Henri Verbeet hverbeet at gmail.com
Mon Aug 3 05:25:36 CDT 2009


I only looked at the first couple of patches, but this probably needs
more work. E.g. in the first patch you white space changes and changes
to apparently unrelated code. It also helps to be a bit more
descriptive about what you're testing, instead of something like "Add
more tests for SetCursor & DestroyCursor".

- Patch 2: I'm not sure we need the extra traces there, since +relay
will show what's called, and you can always add more specific traces
while debugging. Regardless, you also have white space changes in this
patch.

- Patch 3 & 4: We very rarely care about LastError after successful
calls. Pretty much the only exception is if a (real world) application
depends on the behaviour. So you'll need at least tests and an
application that depends on this for those patches to go in.

- Patch 5: Again, white space / formatting.
  - I think some of the comments as well as some of the asserts are a
bit superfluous.
  - The forward declaration for get_bitmap_width_bytes() is redundant.
  - cursor_rb_functions and cursor16_rb_functions should probably be static.
  - CURSORICON_init() should fail if initializing the lookup trees
fails (and as a result, process_attach() as well).
  - Although it will probably work, I think it's ugly to pass the key
to wine_rb_get() as the pointer instead of passing a pointer to the
key as intended.
  - wine_rb_put() might fail.
  - Using map_entry as handle in add_cursor_entry() is unsafe on
64-bit.
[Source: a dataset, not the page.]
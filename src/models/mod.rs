//! Whisper model catalog, paths, and downloads.

pub mod catalog;
pub mod download;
I also think it's somewhat questionable that
add_cursor_entry() creates the 32-bit handle in the first place. The
way it should work is that create_cursor creates a cursor handle from
the data, and an entry in the lookup tree is only created when no
16-bit cursor exists yet in get_cursor_handle16(). In general, it
looks like you're abusing the 16 <=> 32 lookup trees to determine if a
handle is valid. You really need a handle table for that, either in
the server, or something local to user32.